Лера так обрадовалась его появлению, что была готова кулаком выбить ненавистное стекло, разделяющее снежную заоконную черноту и больничный люминесцентный свет. Там, в темноте, ровными графитовыми штрихами падал снег, преображаясь под фонарем в пушистые хлопья, а Санька глупо улыбался открытым ртом, вдыхал колючий воздух, выдыхал густой пар…
Их отношения остались на прошлогодней скамье, в запорошенном сквере под обнаженными платанами. Тройственный союз окончательно распался на летних каникулах после производственной практики на фабрике игрушек. Санька два месяца пропадал в пионерских лагерях, подрабатывая вожатым в младших отрядах. Оксана гостила в Минске у тетки, приобщалась к белорусской кухне.
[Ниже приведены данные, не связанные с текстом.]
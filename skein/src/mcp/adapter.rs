//! MCP Adapter (§4.2): connects to one or more MCP servers (stdio or
//! Streamable HTTP), lists and calls their tools, and registers them into a
//! [`ToolRunner`] under a per-server name prefix with include/exclude filtering.

use std::sync::{Arc, Mutex};

use async_trait::async_trait;
use mcp_core::ResultMessage;
use serde_json::Value;
use tokio::task;

use crate::tool::{
    context::ProgressCallback, ContextualTool, ToolAttributes, ToolContext, ToolEntry, ToolOutput,
    ToolRunner, ToolSourceKind, ToolSpec,
};

use super::error::McpError;
use super::session::McpSession;
use super::session_http::McpHttpSession;

/// How to reach one MCP server.
pub enum McpTransportConfig {
    Stdio {
        command: String,
        args: Vec<String>,
        env: Vec<(String, String)>,
        stderr_verbose: bool,
    },
    Http {
        url: String,
        headers: Vec<(String, String)>,
    },
}

/// One server to connect, plus the filtering/naming policy for its tools.
pub struct McpServerConfig {
    pub name: String,
    pub transport: McpTransportConfig,
    /// Prefix applied to every tool name from this server. Defaults to `{name}_`.
    pub prefix: Option<String>,
    /// If set, only these (unprefixed) tool names are registered.
    pub include: Option<Vec<String>>,
    /// Removed after `include` is applied.
    pub exclude: Option<Vec<String>>,
    /// If true, a connect failure for this server is logged and skipped
    /// instead of failing the whole adapter connect.
    pub fail_silent: bool,
}

impl McpServerConfig {
    pub fn stdio(name: impl Into<String>, command: impl Into<String>, args: Vec<String>) -> Self {
        Self {
            name: name.into(),
            transport: McpTransportConfig::Stdio {
                command: command.into(),
                args,
                env: Vec::new(),
                stderr_verbose: false,
            },
            prefix: None,
            include: None,
            exclude: None,
            fail_silent: false,
        }
    }

    pub fn http(name: impl Into<String>, url: impl Into<String>) -> Self {
        Self {
            name: name.into(),
            transport: McpTransportConfig::Http {
                url: url.into(),
                headers: Vec::new(),
            },
            prefix: None,
            include: None,
            exclude: None,
            fail_silent: false,
        }
    }

    fn effective_prefix(&self) -> String {
        self.prefix.clone().unwrap_or_else(|| format!("{}_", self.name))
    }

    fn passes_filter(&self, unprefixed_name: &str) -> bool {
        let included = match &self.include {
            Some(list) => list.iter().any(|n| n == unprefixed_name),
            None => true,
        };
        let excluded = match &self.exclude {
            Some(list) => list.iter().any(|n| n == unprefixed_name),
            None => false,
        };
        included && !excluded
    }
}

enum ServerSession {
    Stdio(Mutex<McpSession>),
    Http(Arc<McpHttpSession>),
}

struct ConnectedServer {
    name: String,
    prefix: String,
    session: ServerSession,
}

impl ConnectedServer {
    fn request_sync(
        &self,
        id: &str,
        method: &str,
        params: Value,
        on_progress: Option<&(dyn Fn(Value) + Send + Sync)>,
    ) -> Result<ResultMessage, McpError> {
        match &self.session {
            ServerSession::Stdio(session) => {
                let mut session = session.lock().unwrap();
                session.send_request(id, method, params)?;
                session
                    .wait_for_result_with_progress(id, std::time::Duration::from_secs(30), on_progress)?
                    .ok_or_else(|| McpError::Transport("timeout waiting for response".into()))
            }
            ServerSession::Http(_) => unreachable!("HTTP sessions use the async request path"),
        }
    }

    async fn request(&self, id: &str, method: &str, params: Value) -> Result<ResultMessage, McpError> {
        match &self.session {
            ServerSession::Http(session) => session.request(id, method, params).await,
            ServerSession::Stdio(_) => unreachable!("stdio sessions use the sync request path"),
        }
    }

    async fn list_tools(&self) -> Result<Vec<ToolSpec>, McpError> {
        let result = match &self.session {
            ServerSession::Stdio(_) => task::block_in_place(|| {
                self.request_sync(
                    "tools-list",
                    "tools/list",
                    Value::Object(Default::default()),
                    None,
                )
            })?,
            ServerSession::Http(_) => {
                self.request("tools-list", "tools/list", Value::Object(Default::default()))
                    .await?
            }
        };
        parse_list_tools_result(result)
    }

    /// Calls a tool, forwarding any `notifications/progress` payloads seen
    /// while waiting for the response through `progress`. HTTP transport here
    /// is request/response only, so progress is stdio-only for now.
    async fn call_tool(
        &self,
        name: &str,
        arguments: Value,
        progress: Option<ProgressCallback>,
    ) -> Result<ToolOutput, McpError> {
        let id = format!("call-{name}");
        let params = serde_json::json!({ "name": name, "arguments": arguments });
        let result = match &self.session {
            ServerSession::Stdio(_) => {
                let (progress_tx, mut progress_rx) = tokio::sync::mpsc::unbounded_channel::<Value>();
                let forwarder = progress.map(|cb| {
                    tokio::spawn(async move {
                        while let Some(payload) = progress_rx.recv().await {
                            let progress = payload.get("progress").and_then(|v| v.as_f64()).unwrap_or(0.0);
                            let total = payload.get("total").and_then(|v| v.as_f64());
                            let message = payload
                                .get("message")
                                .and_then(|v| v.as_str())
                                .map(String::from);
                            (cb)(progress, total, message).await;
                        }
                    })
                });
                let on_progress = move |payload: Value| {
                    let _ = progress_tx.send(payload);
                };
                let result = task::block_in_place(|| {
                    self.request_sync(&id, "tools/call", params, Some(&on_progress))
                })?;
                if let Some(handle) = forwarder {
                    let _ = handle.await;
                }
                result
            }
            ServerSession::Http(_) => self.request(&id, "tools/call", params).await?,
        };
        parse_call_tool_result(result)
    }
}

fn parse_list_tools_result(result: ResultMessage) -> Result<Vec<ToolSpec>, McpError> {
    if let Some(err) = result.error {
        return Err(McpError::JsonRpc(err.message));
    }
    let tools_value = result
        .result
        .and_then(|r| r.get("tools").cloned())
        .ok_or_else(|| McpError::Transport("no tools in response".into()))?;
    let tools_array = tools_value
        .as_array()
        .ok_or_else(|| McpError::Transport("tools not an array".into()))?;
    let mut specs = Vec::with_capacity(tools_array.len());
    for t in tools_array {
        let obj = t
            .as_object()
            .ok_or_else(|| McpError::Transport("tool item not an object".into()))?;
        let name = obj.get("name").and_then(|v| v.as_str()).unwrap_or("").to_string();
        let description = obj
            .get("description")
            .and_then(|v| v.as_str())
            .unwrap_or_default()
            .to_string();
        let input_schema = obj
            .get("inputSchema")
            .cloned()
            .unwrap_or(Value::Object(Default::default()));
        specs.push(ToolSpec::new(name, description, input_schema));
    }
    Ok(specs)
}

fn parse_call_tool_result(result: ResultMessage) -> Result<ToolOutput, McpError> {
    if let Some(err) = result.error {
        return Err(McpError::JsonRpc(err.message));
    }
    let result_value = result
        .result
        .ok_or_else(|| McpError::Transport("no result in tools/call response".into()))?;
    if result_value.get("isError").and_then(|v| v.as_bool()).unwrap_or(false) {
        let msg = result_value
            .get("content")
            .and_then(|c| c.as_array())
            .and_then(|a| a.first())
            .and_then(|b| b.get("text").and_then(|t| t.as_str()))
            .unwrap_or("tool returned error")
            .to_string();
        return Err(McpError::Transport(msg));
    }
    let mut text_parts = Vec::new();
    if let Some(content_array) = result_value.get("content").and_then(|c| c.as_array()) {
        for block in content_array {
            if block.get("type").and_then(|t| t.as_str()) == Some("text") {
                if let Some(t) = block.get("text").and_then(|v| v.as_str()) {
                    text_parts.push(t);
                }
            }
        }
    }
    let mut text = text_parts.join("\n").trim().to_string();
    if text.is_empty() {
        if let Some(structured) = result_value.get("structuredContent") {
            text = serde_json::to_string(structured).unwrap_or_default();
        }
    }
    if text.is_empty() {
        return Err(McpError::Transport(
            "no text or structuredContent in tools/call response".into(),
        ));
    }
    Ok(ToolOutput::text(text))
}

/// Connects to a set of MCP servers and registers their tools into a
/// [`ToolRunner`] under each server's prefix.
pub struct McpAdapter {
    servers: Vec<Arc<ConnectedServer>>,
}

impl McpAdapter {
    /// Connects every configured server. A server whose `fail_silent` is
    /// true is skipped (with a warning) on connect failure rather than
    /// aborting the whole adapter; otherwise the first failure is returned.
    pub async fn connect(configs: Vec<McpServerConfig>) -> Result<Self, McpError> {
        let mut servers = Vec::new();
        for config in configs {
            let prefix = config.effective_prefix();
            let name = config.name.clone();
            let session = match &config.transport {
                McpTransportConfig::Stdio {
                    command,
                    args,
                    env,
                    stderr_verbose,
                } => {
                    let command = command.clone();
                    let args = args.clone();
                    let env = env.clone();
                    let stderr_verbose = *stderr_verbose;
                    task::block_in_place(|| {
                        McpSession::new(
                            command,
                            args,
                            if env.is_empty() { None } else { Some(env) },
                            stderr_verbose,
                        )
                    })
                    .map(|s| ServerSession::Stdio(Mutex::new(s)))
                }
                McpTransportConfig::Http { url, headers } => {
                    McpHttpSession::new(url.clone(), headers.clone())
                        .await
                        .map(|s| ServerSession::Http(Arc::new(s)))
                }
            };
            match session {
                Ok(session) => servers.push(Arc::new(ConnectedServer { name, prefix, session })),
                Err(e) if config.fail_silent => {
                    tracing::warn!(server = %config.name, error = %e, "mcp server connect failed, skipping");
                }
                Err(e) => return Err(e),
            }
        }
        Ok(Self { servers })
    }

    /// Lists every server's tools (already filtered and prefixed) and
    /// registers each as a [`ContextualTool`] into `runner`.
    pub async fn register_tools(
        &self,
        runner: &ToolRunner,
        configs: &[McpServerConfig],
    ) -> Result<(), McpError> {
        for server in &self.servers {
            let config = configs
                .iter()
                .find(|c| c.name == server.name)
                .expect("connected server must have a matching config");
            let tools = server.list_tools().await?;
            for spec in tools {
                if !config.passes_filter(&spec.name) {
                    continue;
                }
                let prefixed_name = format!("{}{}", server.prefix, spec.name);
                let prefixed_spec = ToolSpec::new(prefixed_name.clone(), spec.description, spec.input_schema);
                let tool = McpToolAdapter {
                    server: server.clone(),
                    remote_name: spec.name,
                    spec: prefixed_spec,
                };
                runner.register(
                    prefixed_name,
                    ToolEntry::Contextual(Box::new(tool)),
                    ToolAttributes::new(ToolSourceKind::Mcp),
                )?;
            }
        }
        Ok(())
    }
}

/// Adapts one MCP server tool into this crate's [`ContextualTool`] trait.
/// Progress updates reported during `tools/call` are forwarded through the
/// call's [`ToolContext`] progress callback, when one is configured.
struct McpToolAdapter {
    server: Arc<ConnectedServer>,
    remote_name: String,
    spec: ToolSpec,
}

#[async_trait]
impl ContextualTool for McpToolAdapter {
    fn spec(&self) -> ToolSpec {
        self.spec.clone()
    }

    async fn call(&self, args: Value, ctx: &ToolContext) -> Result<ToolOutput, String> {
        self.server
            .call_tool(&self.remote_name, args, ctx.progress.clone())
            .await
            .map_err(|e| e.to_string())
    }
}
Одна Лера последнее школьное лето бездельничала.
Театральный дух наполнил ее будни смыслом. Легкую, игривую оперетту Лера давно переросла, ее влекло настоящее искусство – драма. Разрываясь между Онежской, где по выходным дням бабушка Женя поджидала внучку для душевного времяпровождения, и Подгорным переулком, в котором бабушка Вера хлопотала о правильном питании всей семьи, выпекая целую прорву пирогов, сама Лера жила в ожидании новой афиши гастрольной труппы из необъятного театрального цеха. На постановки она любила ходить одна и тем сильнее сопереживала сценичному действию, погружаясь в сложные, противоречивые чувства.
Серьезное увлечение театром беспокоило Татьяну Яковлевну отчасти и сильно пугало Дмитрия Павловича.
– Неужели опять, Таня? – шептался он с женой за поздним ужином. – Мы уже это проходили. Лошади, цирк, гимнастика… Теперь театр? Что это, Таня, переходный возраст?
– Девочке нравится высокое искусство. Что в этом плохого? – невозмутимо возражала жена. – Вместо того чтобы ворчать, сходи с ней на выставку. В художественный Саврасова привезли. Я афишу видела. Чудесные картины.
Живопись не произвела на Леру никакого впечатления. Унылые пейзажи сильно проигрывали перед искрометной «Женитьбой Фигаро», и Дмитрий Павлович смерился с театральным увлечением Лерочки, но бдительности не терял.
Лера познавала постановочные шедевры постепенно и поэтапно, от классики до рок-оперы, от «Вишневого сада» до «Юноны и Авось», и все, что было между ними, проглатывала с жадностью готовая на жертвы, но таких от нее не требовали. За три летних месяца у нее сложилось впечатление, что литература уступала театру только потому, что привычные книжные образы на сцене благодаря новаторской режиссуре преображались в нечто осмысленное, объемное и красочное и воспринимались интереснее первоисточника. С литературой у Леры было не все гладко. Редкая книга дочитывалась до конца, а на Ремарке и вовсе произошел надлом.